G Protein Suppressor 2 (GPS2) is a multifunctional protein that exerts important roles in inflammation and metabolism in adipose, liver, and immune cells. GPS2 has recently been identified as a significantly mutated gene in breast cancer and other malignancies and proposed to work as a putative tumor suppressor. However, molecular mechanisms by which GPS2 prevents cancer development and/or progression are largely unknown. Here, we have profiled the phenotypic changes induced by GPS2 depletion in MDA-MB-231 triple negative breast cancer cells and investigated the underlying molecular mechanisms. We found that GPS2-deleted MDA-MB-231 cells exhibited increased proliferative, migratory, and invasive properties , and conferred greater tumor burden in an orthotopic xenograft mouse model. Transcriptomic, proteomic and phospho-proteomic profiling of GPS2-deleted MBA-MB-231 revealed a network of altered signals that relate to cell growth and PI3K/AKT signaling. Overlay of GPS2-regulated gene expression with MDA-MB-231 cells modified to express constitutively active AKT showed significant overlap, suggesting that sustained AKT activation is associated with loss of GPS2. Accordingly, we demonstrate that the pro-oncogenic phenotypes associated with GPS2 deletion are rescued by pharmacological inhibition of AKT with MK2206. Collectively, these observations confirm a tumor suppressor role for GPS2 and reveal that loss of GPS2 promotes breast cancer cell proliferation and tumor growth through uncontrolled activation of AKT signaling. Moreover, our study points to GPS2 as a potential biomarker for a subclass of breast cancers that would be responsive to PI3K-class inhibitor drugs.

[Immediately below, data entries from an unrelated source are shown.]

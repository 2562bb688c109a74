// ==========================================
// 车辆综合评分
// ==========================================
// composite = 0.4 × fuel_cost / max_fuel_cost
//           + 0.4 × emissions / max_emissions
//           + 0.2 × (1 - age_score / 10)
// 越低越好; 归一化基数为 0 时该项记 0
// ==========================================

use crate::config::policy::{AGE_SCORE_SCALE, AGE_WEIGHT, EMISSIONS_WEIGHT, FUEL_COST_WEIGHT};
use crate::domain::vehicle::ScoreNormalization;

/// 车龄评分: clamp(10 - age_years, 0, 10)
pub fn age_score(age_years: f64) -> f64 {
    (AGE_SCORE_SCALE - age_years).clamp(0.0, AGE_SCORE_SCALE)
}

/// 综合评分
pub fn composite_score(
    fuel_cost: f64,
    emissions_kg: f64,
    age_score: f64,
    normalization: &ScoreNormalization,
) -> f64 {
    FUEL_COST_WEIGHT * normalize(fuel_cost, normalization.max_fuel_cost)
        + EMISSIONS_WEIGHT * normalize(emissions_kg, normalization.max_emissions_kg)
        + AGE_WEIGHT * (1.0 - age_score / AGE_SCORE_SCALE)
}

fn normalize(value: f64, max: f64) -> f64 {
    if max > 0.0 {
        value / max
    } else {
        0.0
    }
}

G蛋白抑制因子2(GPS2)是一种多功能蛋白,在脂肪组织、肝脏和免疫细胞的炎症和代谢过程中发挥重要作用。GPS2最近被鉴定为乳腺癌和其他恶性肿瘤中显著突变的基因,并被认为是一种潜在的肿瘤抑制因子。然而,GPS2预防癌症发生和/或进展的分子机制在很大程度上尚不清楚。在此,我们分析了GPS2缺失在MDA-MB-231三阴性乳腺癌细胞中诱导的表型变化,并研究了其潜在的分子机制。我们发现,缺失GPS2的MDA-MB-231细胞表现出增殖、迁移和侵袭能力增强,并且在原位异种移植小鼠模型中导致更大的肿瘤负荷。对缺失GPS2的MBA-MB-231细胞进行转录组、蛋白质组和磷酸化蛋白质组分析,揭示了一个与细胞生长和PI3K/AKT信号传导相关的信号改变网络。将GPS2调节的基因表达与经修饰以表达组成型活性AKT的MDA-MB-231细胞进行叠加,显示出显著的重叠,这表明持续的AKT激活与GPS2的缺失有关。因此,我们证明用MK2206对AKT进行药理抑制可挽救与GPS2缺失相关的促癌表型。总的来说,这些观察结果证实了GPS2的肿瘤抑制作用,并揭示GPS2的缺失通过不受控制地激活AKT信号传导促进乳腺癌细胞增殖和肿瘤生长。此外,我们的研究指出GPS2作为乳腺癌一个亚类的潜在生物标志物,这类乳腺癌对PI3K类抑制剂药物有反应。